Problem details: Every record below must come back exactly as given.
Start of Given entries
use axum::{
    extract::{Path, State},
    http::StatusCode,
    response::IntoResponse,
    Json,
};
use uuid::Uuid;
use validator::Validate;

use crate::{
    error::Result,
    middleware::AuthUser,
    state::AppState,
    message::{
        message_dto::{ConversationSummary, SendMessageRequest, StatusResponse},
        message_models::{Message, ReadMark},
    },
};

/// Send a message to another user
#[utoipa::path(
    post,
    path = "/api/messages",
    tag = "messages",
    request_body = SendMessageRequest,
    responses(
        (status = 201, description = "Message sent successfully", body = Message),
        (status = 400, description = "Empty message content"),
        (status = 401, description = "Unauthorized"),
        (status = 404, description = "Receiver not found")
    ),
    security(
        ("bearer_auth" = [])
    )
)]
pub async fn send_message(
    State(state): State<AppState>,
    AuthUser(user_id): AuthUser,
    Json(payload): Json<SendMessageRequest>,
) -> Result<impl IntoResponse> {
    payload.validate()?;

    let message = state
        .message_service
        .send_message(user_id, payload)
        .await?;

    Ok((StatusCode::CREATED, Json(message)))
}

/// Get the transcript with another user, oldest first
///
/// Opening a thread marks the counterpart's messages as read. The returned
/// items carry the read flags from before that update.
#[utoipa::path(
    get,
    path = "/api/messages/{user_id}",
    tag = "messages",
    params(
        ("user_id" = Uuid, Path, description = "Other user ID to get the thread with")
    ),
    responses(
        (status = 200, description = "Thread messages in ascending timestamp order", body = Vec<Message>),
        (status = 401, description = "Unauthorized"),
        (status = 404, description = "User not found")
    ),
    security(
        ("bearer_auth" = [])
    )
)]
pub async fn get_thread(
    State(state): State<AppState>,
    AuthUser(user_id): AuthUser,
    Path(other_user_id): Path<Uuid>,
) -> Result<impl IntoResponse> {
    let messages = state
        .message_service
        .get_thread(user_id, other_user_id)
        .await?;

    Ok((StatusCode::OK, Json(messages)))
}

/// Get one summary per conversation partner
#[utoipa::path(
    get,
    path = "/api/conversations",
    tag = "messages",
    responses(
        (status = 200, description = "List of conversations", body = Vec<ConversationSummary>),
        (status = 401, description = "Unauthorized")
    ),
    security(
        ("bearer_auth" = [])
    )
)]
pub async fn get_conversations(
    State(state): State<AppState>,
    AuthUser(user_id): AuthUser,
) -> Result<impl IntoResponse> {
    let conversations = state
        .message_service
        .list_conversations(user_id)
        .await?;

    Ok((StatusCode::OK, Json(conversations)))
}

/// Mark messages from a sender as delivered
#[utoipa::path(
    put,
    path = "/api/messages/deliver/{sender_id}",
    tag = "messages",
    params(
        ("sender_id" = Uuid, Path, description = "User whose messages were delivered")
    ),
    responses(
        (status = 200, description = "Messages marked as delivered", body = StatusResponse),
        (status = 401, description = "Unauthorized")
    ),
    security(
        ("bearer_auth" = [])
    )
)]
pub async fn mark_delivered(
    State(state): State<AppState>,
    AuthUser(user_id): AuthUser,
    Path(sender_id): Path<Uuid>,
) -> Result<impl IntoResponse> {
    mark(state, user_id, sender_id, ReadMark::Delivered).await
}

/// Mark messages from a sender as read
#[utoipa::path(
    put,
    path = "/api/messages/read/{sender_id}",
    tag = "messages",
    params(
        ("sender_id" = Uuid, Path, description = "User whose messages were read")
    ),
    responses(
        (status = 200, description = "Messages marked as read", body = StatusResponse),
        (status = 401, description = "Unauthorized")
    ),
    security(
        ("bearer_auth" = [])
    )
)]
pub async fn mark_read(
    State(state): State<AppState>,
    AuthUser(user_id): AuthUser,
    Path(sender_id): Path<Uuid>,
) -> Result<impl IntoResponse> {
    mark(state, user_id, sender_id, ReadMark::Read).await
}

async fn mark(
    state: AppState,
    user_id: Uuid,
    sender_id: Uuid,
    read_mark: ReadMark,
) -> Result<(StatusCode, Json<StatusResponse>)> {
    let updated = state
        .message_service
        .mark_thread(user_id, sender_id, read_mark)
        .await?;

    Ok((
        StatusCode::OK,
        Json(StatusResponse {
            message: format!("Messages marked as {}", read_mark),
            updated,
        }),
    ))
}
End of Given entries
Task solution:
use axum::{
    extract::{Path, State},
    http::StatusCode,
    response::IntoResponse,
    Json,
};
use uuid::Uuid;
use validator::Validate;

use crate::{
    error::Result,
    middleware::AuthUser,
    state::AppState,
    message::{
        message_dto::{ConversationSummary, SendMessageRequest, StatusResponse},
        message_models::{Message, ReadMark},
    },
};

/// Send a message to another user
#[utoipa::path(
    post,
    path = "/api/messages",
    tag = "messages",
    request_body = SendMessageRequest,
    responses(
        (status = 201, description = "Message sent successfully", body = Message),
        (status = 400, description = "Empty message content"),
        (status = 401, description = "Unauthorized"),
        (status = 404, description = "Receiver not found")
    ),
    security(
        ("bearer_auth" = [])
    )
)]
pub async fn send_message(
    State(state): State<AppState>,
    AuthUser(user_id): AuthUser,
    Json(payload): Json<SendMessageRequest>,
) -> Result<impl IntoResponse> {
    payload.validate()?;

    let message = state
        .message_service
        .send_message(user_id, payload)
        .await?;

    Ok((StatusCode::CREATED, Json(message)))
}

/// Get the transcript with another user, oldest first
///
/// Opening a thread marks the counterpart's messages as read. The returned
/// items carry the read flags from before that update.
#[utoipa::path(
    get,
    path = "/api/messages/{user_id}",
    tag = "messages",
    params(
        ("user_id" = Uuid, Path, description = "Other user ID to get the thread with")
    ),
    responses(
        (status = 200, description = "Thread messages in ascending timestamp order", body = Vec<Message>),
        (status = 401, description = "Unauthorized"),
        (status = 404, description = "User not found")
    ),
    security(
        ("bearer_auth" = [])
    )
)]
pub async fn get_thread(
    State(state): State<AppState>,
    AuthUser(user_id): AuthUser,
    Path(other_user_id): Path<Uuid>,
) -> Result<impl IntoResponse> {
    let messages = state
        .message_service
        .get_thread(user_id, other_user_id)
        .await?;

    Ok((StatusCode::OK, Json(messages)))
}

/// Get one summary per conversation partner
#[utoipa::path(
    get,
    path = "/api/conversations",
    tag = "messages",
    responses(
        (status = 200, description = "List of conversations", body = Vec<ConversationSummary>),
        (status = 401, description = "Unauthorized")
    ),
    security(
        ("bearer_auth" = [])
    )
)]
pub async fn get_conversations(
    State(state): State<AppState>,
    AuthUser(user_id): AuthUser,
) -> Result<impl IntoResponse> {
    let conversations = state
        .message_service
        .list_conversations(user_id)
        .await?;

    Ok((StatusCode::OK, Json(conversations)))
}

/// Mark messages from a sender as delivered
#[utoipa::path(
    put,
    path = "/api/messages/deliver/{sender_id}",
    tag = "messages",
    params(
        ("sender_id" = Uuid, Path, description = "User whose messages were delivered")
    ),
    responses(
        (status = 200, description = "Messages marked as delivered", body = StatusResponse),
        (status = 401, description = "Unauthorized")
    ),
    security(
        ("bearer_auth" = [])
    )
)]
pub async fn mark_delivered(
    State(state): State<AppState>,
    AuthUser(user_id): AuthUser,
    Path(sender_id): Path<Uuid>,
) -> Result<impl IntoResponse> {
    mark(state, user_id, sender_id, ReadMark::Delivered).await
}

/// Mark messages from a sender as read
#[utoipa::path(
    put,
    path = "/api/messages/read/{sender_id}",
    tag = "messages",
    params(
        ("sender_id" = Uuid, Path, description = "User whose messages were read")
    ),
    responses(
        (status = 200, description = "Messages marked as read", body = StatusResponse),
        (status = 401, description = "Unauthorized")
    ),
    security(
        ("bearer_auth" = [])
    )
)]
pub async fn mark_read(
    State(state): State<AppState>,
    AuthUser(user_id): AuthUser,
    Path(sender_id): Path<Uuid>,
) -> Result<impl IntoResponse> {
    mark(state, user_id, sender_id, ReadMark::Read).await
}

async fn mark(
    state: AppState,
    user_id: Uuid,
    sender_id: Uuid,
    read_mark: ReadMark,
) -> Result<(StatusCode, Json<StatusResponse>)> {
    let updated = state
        .message_service
        .mark_thread(user_id, sender_id, read_mark)
        .await?;

    Ok((
        StatusCode::OK,
        Json(StatusResponse {
            message: format!("Messages marked as {}", read_mark),
            updated,
        }),
    ))
}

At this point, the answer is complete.